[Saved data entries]
'''
use core::borrow::Borrow;
use core::cmp::Ordering;
use core::fmt;
use core::hash::{Hash, Hasher};
use core::iter::FusedIterator;

use crate::Error;
use crate::bst::{self, Bst, Cursor, Position};
use crate::raw::InsertResult;

mod capacity;

/// An ordered set based on an unbalanced, parent-linked binary search tree.
///
/// `BstSet` is a thin adaptor over [`Bst`] that inserts with uniqueness enforced. See
/// [`Bst`]'s documentation for the performance characteristics of the underlying tree; in
/// particular, sorted insertions build a degenerate chain.
///
/// It is a logic error for an item to be modified in such a way that the item's ordering
/// relative to any other item, as determined by the [`Ord`] trait, changes while it is in the
/// set. This is normally only possible through [`Cell`], [`RefCell`], global state, I/O, or
/// unsafe code.
///
/// [`Cell`]: core::cell::Cell
/// [`RefCell`]: core::cell::RefCell
///
/// # Examples
///
/// ```
/// use linked_bst::BstSet;
///
/// let mut books = BstSet::new();
///
/// books.insert("A Dance With Dragons");
/// books.insert("To Kill a Mockingbird");
/// books.insert("The Odyssey");
/// books.insert("The Great Gatsby");
///
/// if !books.contains("The Winds of Winter") {
///     println!("We have {} books, but The Winds of Winter ain't one.",
///              books.len());
/// }
///
/// books.remove("The Odyssey");
///
/// for book in &books {
///     println!("{book}");
/// }
/// ```
///
/// A `BstSet` with a known list of items can be initialized from an array; later duplicates
/// are dropped:
///
/// ```
/// use linked_bst::BstSet;
///
/// let set = BstSet::from([3, 1, 3, 2]);
/// assert_eq!(set.len(), 3);
/// ```
pub struct BstSet<T> {
    tree: Bst<T>,
}

/// An iterator over the items of a `BstSet`, in ascending order.
///
/// This `struct` is created by the [`iter`] method on [`BstSet`].
///
/// # Examples
///
/// ```
/// use linked_bst::BstSet;
///
/// let set = BstSet::from([3, 1, 2]);
/// let mut iter = set.iter();
/// assert_eq!(iter.next(), Some(&1));
/// assert_eq!(iter.next_back(), Some(&3));
/// assert_eq!(iter.next(), Some(&2));
/// ```
///
/// [`iter`]: BstSet::iter
#[must_use = "iterators are lazy and do nothing unless consumed"]
pub struct Iter<'a, T: 'a> {
    inner: bst::Iter<'a, T>,
}

/// An owning iterator over the items of a `BstSet`, in ascending order.
///
/// This `struct` is created by the [`into_iter`] method on [`BstSet`] (provided by the
/// [`IntoIterator`] trait).
///
/// [`into_iter`]: BstSet#method.into_iter
pub struct IntoIter<T> {
    inner: bst::IntoIter<T>,
}

impl<T> BstSet<T> {
    /// Makes a new, empty `BstSet`.
    ///
    /// # Examples
    ///
    /// ```
    /// use linked_bst::BstSet;
    ///
    /// let mut set: BstSet<i32> = BstSet::new();
    /// ```
    #[must_use]
    pub fn new() -> Self {
        BstSet { tree: Bst::new() }
    }

    /// Returns the number of elements in the set.
    #[must_use]
    pub const fn len(&self) -> usize {
        self.tree.len()
    }

    /// Returns `true` if the set contains no elements.
    #[must_use]
    pub const fn is_empty(&self) -> bool {
        self.tree.is_empty()
    }

    /// Returns the position of the first element, or past-the-end.
    #[must_use]
    pub fn begin(&self) -> Position {
        self.tree.begin()
    }

    /// Returns the past-the-end position.
    #[must_use]
    pub fn end(&self) -> Position {
        self.tree.end()
    }

    /// Returns a cursor at `position`.
    ///
    /// # Errors
    ///
    /// [`Error::InvalidIterator`] if the position does not belong to this set.
    pub fn cursor(&self, position: Position) -> Result<Cursor<'_, T>, Error> {
        self.tree.cursor(position)
    }

    /// Returns a reference to the first element in the set, if any.
    ///
    /// # Examples
    ///
    /// ```
    /// use linked_bst::BstSet;
    ///
    /// let mut set = BstSet::new();
    /// assert_eq!(set.first(), None);
    /// set.insert(1);
    /// assert_eq!(set.first(), Some(&1));
    /// set.insert(2);
    /// assert_eq!(set.first(), Some(&1));
    /// ```
    #[must_use]
    pub fn first(&self) -> Option<&T> {
        self.tree.first()
    }

    /// Returns a reference to the last element in the set, if any.
    #[must_use]
    pub fn last(&self) -> Option<&T> {
        self.tree.last()
    }

    /// Removes the first element from the set and returns it, if any.
    pub fn pop_first(&mut self) -> Option<T> {
        self.tree.pop_first()
    }

    /// Removes the last element from the set and returns it, if any.
    pub fn pop_last(&mut self) -> Option<T> {
        self.tree.pop_last()
    }

    /// Removes the element at `position` and returns the position of the next element.
    ///
    /// # Errors
    ///
    /// [`Error::InvalidIterator`] if the position does not refer to a live element of this set.
    ///
    /// # Examples
    ///
    /// ```
    /// use linked_bst::BstSet;
    ///
    /// let mut set = BstSet::from([1, 2, 3]);
    /// let mut position = set.begin();
    /// while position != set.end() {
    ///     position = set.erase(position).unwrap();
    /// }
    /// assert!(set.is_empty());
    /// ```
    pub fn erase(&mut self, position: Position) -> Result<Position, Error> {
        self.tree.erase(position)
    }

    /// Removes the elements in `[first, last)` and returns `last`.
    ///
    /// # Errors
    ///
    /// [`Error::InvalidIterator`] if a position is invalid or the range is inverted.
    pub fn erase_range(&mut self, first: Position, last: Position) -> Result<Position, Error> {
        self.tree.erase_range(first, last)
    }

    /// Retains only the elements specified by the predicate.
    ///
    /// # Examples
    ///
    /// ```
    /// use linked_bst::BstSet;
    ///
    /// let mut set = BstSet::from([1, 2, 3, 4, 5, 6]);
    /// set.retain(|&k| k % 2 == 0);
    /// assert!(set.iter().eq([2, 4, 6].iter()));
    /// ```
    pub fn retain<F>(&mut self, f: F)
    where
        F: FnMut(&T) -> bool,
    {
        self.tree.retain(f);
    }

    /// Clears the set, removing all elements.
    pub fn clear(&mut self) {
        self.tree.clear();
    }

    /// Exchanges the contents of two sets in constant time.
    pub fn swap(&mut self, other: &mut Self) {
        self.tree.swap(&mut other.tree);
    }

    /// Gets an iterator that visits the elements in ascending order.
    pub fn iter(&self) -> Iter<'_, T> {
        Iter { inner: self.tree.iter() }
    }
}

impl<T: Ord> BstSet<T> {
    /// Adds a value to the set.
    ///
    /// Returns whether the value was newly inserted. If the set already contained an equal
    /// value, the set is not modified and the new value is dropped.
    ///
    /// # Examples
    ///
    /// ```
    /// use linked_bst::BstSet;
    ///
    /// let mut set = BstSet::new();
    ///
    /// assert_eq!(set.insert(2), true);
    /// assert_eq!(set.insert(2), false);
    /// assert_eq!(set.len(), 1);
    /// ```
    pub fn insert(&mut self, value: T) -> bool {
        self.tree.insert(value, true).1
    }

    /// Adds a value to the set, returning its position and whether it was newly inserted.
    ///
    /// When the value was already present, the position is that of the existing element.
    pub fn insert_at(&mut self, value: T) -> (Position, bool) {
        self.tree.insert(value, true)
    }

    /// Adds a value to the set, replacing the existing element, if any, that is equal to the
    /// value. Returns the replaced element.
    ///
    /// # Examples
    ///
    /// ```
    /// use linked_bst::BstSet;
    ///
    /// let mut set = BstSet::new();
    /// set.insert(Vec::<i32>::new());
    ///
    /// assert_eq!(set.get(&[][..]).unwrap().capacity(), 0);
    /// set.replace(Vec::with_capacity(10));
    /// assert_eq!(set.get(&[][..]).unwrap().capacity(), 10);
    /// ```
    pub fn replace(&mut self, value: T) -> Option<T> {
        match self.tree.raw_mut().insert_by(value, true, Ord::cmp) {
            InsertResult::Inserted(_) => None,
            InsertResult::Occupied(handle, value) => {
                Some(core::mem::replace(self.tree.raw_mut().value_mut(handle), value))
            }
        }
    }

    /// Returns `true` if the set contains an element equal to the value.
    ///
    /// # Examples
    ///
    /// ```
    /// use linked_bst::BstSet;
    ///
    /// let set = BstSet::from([1, 2, 3]);
    /// assert_eq!(set.contains(&1), true);
    /// assert_eq!(set.contains(&4), false);
    /// ```
    pub fn contains<Q>(&self, value: &Q) -> bool
    where
        T: Borrow<Q>,
        Q: ?Sized + Ord,
    {
        self.tree.contains(value)
    }

    /// Returns a reference to the element in the set, if any, that is equal to the value.
    pub fn get<Q>(&self, value: &Q) -> Option<&T>
    where
        T: Borrow<Q>,
        Q: ?Sized + Ord,
    {
        self.tree.search(value).map(|handle| self.tree.raw().value(handle))
    }

    /// Returns the position of the element equal to the value, or past-the-end.
    pub fn find<Q>(&self, value: &Q) -> Position
    where
        T: Borrow<Q>,
        Q: ?Sized + Ord,
    {
        self.tree.find(value)
    }

    /// If the set contains an element equal to the value, removes it from the set and drops
    /// it. Returns whether such an element was present.
    ///
    /// # Examples
    ///
    /// ```
    /// use linked_bst::BstSet;
    ///
    /// let mut set = BstSet::new();
    ///
    /// set.insert(2);
    /// assert_eq!(set.remove(&2), true);
    /// assert_eq!(set.remove(&2), false);
    /// ```
    pub fn remove<Q>(&mut self, value: &Q) -> bool
    where
        T: Borrow<Q>,
        Q: ?Sized + Ord,
    {
        self.take(value).is_some()
    }

    /// Removes and returns the element in the set, if any, that is equal to the value.
    pub fn take<Q>(&mut self, value: &Q) -> Option<T>
    where
        T: Borrow<Q>,
        Q: ?Sized + Ord,
    {
        let handle = self.tree.search(value)?;
        Some(self.tree.raw_mut().remove(handle).0)
    }
}

impl<T: Hash> Hash for BstSet<T> {
    fn hash<H: Hasher>(&self, state: &mut H) {
        self.tree.hash(state);
    }
}

impl<T: PartialEq> PartialEq for BstSet<T> {
    fn eq(&self, other: &BstSet<T>) -> bool {
        self.tree.eq(&other.tree)
    }
}

impl<T: Eq> Eq for BstSet<T> {}

impl<T: PartialOrd> PartialOrd for BstSet<T> {
    fn partial_cmp(&self, other: &BstSet<T>) -> Option<Ordering> {
        self.tree.partial_cmp(&other.tree)
    }
}

impl<T: Ord> Ord for BstSet<T> {
    fn cmp(&self, other: &BstSet<T>) -> Ordering {
        self.tree.cmp(&other.tree)
    }
}

impl<T: Clone> Clone for BstSet<T> {
    fn clone(&self) -> Self {
        BstSet {
            tree: self.tree.clone(),
        }
    }

    fn clone_from(&mut self, source: &Self) {
        self.tree.clone_from(&source.tree);
    }
}

impl<T: fmt::Debug> fmt::Debug for BstSet<T> {
    fn fmt(&self, f: &mut fmt::Formatter<'_>) -> fmt::Result {
        f.debug_set().entries(self.iter()).finish()
    }
}

impl<T> Default for BstSet<T> {
    fn default() -> Self {
        BstSet::new()
    }
}

impl<T: Ord> FromIterator<T> for BstSet<T> {
    fn from_iter<I: IntoIterator<Item = T>>(iter: I) -> Self {
        let mut set = BstSet::new();
        set.extend(iter);
        set
    }
}

impl<T: Ord> Extend<T> for BstSet<T> {
    fn extend<I: IntoIterator<Item = T>>(&mut self, iter: I) {
        for value in iter {
            self.insert(value);
        }
    }
}

impl<'a, T: 'a + Ord + Copy> Extend<&'a T> for BstSet<T> {
    fn extend<I: IntoIterator<Item = &'a T>>(&mut self, iter: I) {
        self.extend(iter.into_iter().copied());
    }
}

impl<T: Ord, const N: usize> From<[T; N]> for BstSet<T> {
    /// Converts a `[T; N]` into a `BstSet<T>`, keeping the first of any equal values.
    ///
    /// ```
    /// use linked_bst::BstSet;
    ///
    /// let set1 = BstSet::from([1, 2, 3, 4]);
    /// let set2: BstSet<_> = [1, 2, 3, 4].into();
    /// assert_eq!(set1, set2);
    /// ```
    fn from(arr: [T; N]) -> Self {
        arr.into_iter().collect()
    }
}

impl<T> IntoIterator for BstSet<T> {
    type Item = T;
    type IntoIter = IntoIter<T>;

    /// Gets an iterator for moving out the `BstSet`'s contents in ascending order.
    ///
    /// # Examples
    ///
    /// ```
    /// use linked_bst::BstSet;
    ///
    /// let set = BstSet::from([1, 2, 3, 4]);
    ///
    /// let v: Vec<_> = set.into_iter().collect();
    /// assert_eq!(v, [1, 2, 3, 4]);
    /// ```
    fn into_iter(self) -> IntoIter<T> {
        IntoIter {
            inner: self.tree.into_iter(),
        }
    }
}

impl<'a, T> IntoIterator for &'a BstSet<T> {
    type Item = &'a T;
    type IntoIter = Iter<'a, T>;

    fn into_iter(self) -> Iter<'a, T> {
        self.iter()
    }
}

impl<'a, T> Iterator for Iter<'a, T> {
    type Item = &'a T;

    fn next(&mut self) -> Option<&'a T> {
        self.inner.next()
    }

    fn size_hint(&self) -> (usize, Option<usize>) {
        self.inner.size_hint()
    }

    fn last(mut self) -> Option<&'a T> {
        self.next_back()
    }

    fn min(mut self) -> Option<&'a T>
    where
        &'a T: Ord,
    {
        self.next()
    }

    fn max(mut self) -> Option<&'a T>
    where
        &'a T: Ord,
    {
        self.next_back()
    }
}

impl<'a, T> DoubleEndedIterator for Iter<'a, T> {
    fn next_back(&mut self) -> Option<&'a T> {
        self.inner.next_back()
    }
}

impl<T> ExactSizeIterator for Iter<'_, T> {
    fn len(&self) -> usize {
        self.inner.len()
    }
}

impl<T> FusedIterator for Iter<'_, T> {}

impl<T> Clone for Iter<'_, T> {
    fn clone(&self) -> Self {
        Iter {
            inner: self.inner.clone(),
        }
    }
}

impl<T: fmt::Debug> fmt::Debug for Iter<'_, T> {
    fn fmt(&self, f: &mut fmt::Formatter<'_>) -> fmt::Result {
        f.debug_tuple("Iter").field(&self.inner.clone()).finish()
    }
}

impl<T> Iterator for IntoIter<T> {
    type Item = T;

    fn next(&mut self) -> Option<T> {
        self.inner.next()
    }

    fn size_hint(&self) -> (usize, Option<usize>) {
        self.inner.size_hint()
    }
}

impl<T> DoubleEndedIterator for IntoIter<T> {
    fn next_back(&mut self) -> Option<T> {
        self.inner.next_back()
    }
}

impl<T> ExactSizeIterator for IntoIter<T> {
    fn len(&self) -> usize {
        self.inner.len()
    }
}

impl<T> FusedIterator for IntoIter<T> {}

impl<T: fmt::Debug> fmt::Debug for IntoIter<T> {
    fn fmt(&self, f: &mut fmt::Formatter<'_>) -> fmt::Result {
        f.debug_tuple("IntoIter").field(&self.inner).finish()
    }
}

impl<T> Default for IntoIter<T> {
    /// Creates an empty `bst_set::IntoIter`.
    ///
    /// ```
    /// # use linked_bst::bst_set;
    /// let iter: bst_set::IntoIter<u8> = Default::default();
    /// assert_eq!(iter.len(), 0);
    /// ```
    fn default() -> Self {
        IntoIter {
            inner: bst::IntoIter::default(),
        }
    }
}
'''
**Activity**
Retype exactly the lines from the first line of the records above through the line containing "the item's ordering", both included, and nothing else.

**Result of the exercise**
use core::borrow::Borrow;
use core::cmp::Ordering;
use core::fmt;
use core::hash::{Hash, Hasher};
use core::iter::FusedIterator;

use crate::Error;
use crate::bst::{self, Bst, Cursor, Position};
use crate::raw::InsertResult;

mod capacity;

/// An ordered set based on an unbalanced, parent-linked binary search tree.
///
/// `BstSet` is a thin adaptor over [`Bst`] that inserts with uniqueness enforced. See
/// [`Bst`]'s documentation for the performance characteristics of the underlying tree; in
/// particular, sorted insertions build a degenerate chain.
///
/// It is a logic error for an item to be modified in such a way that the item's ordering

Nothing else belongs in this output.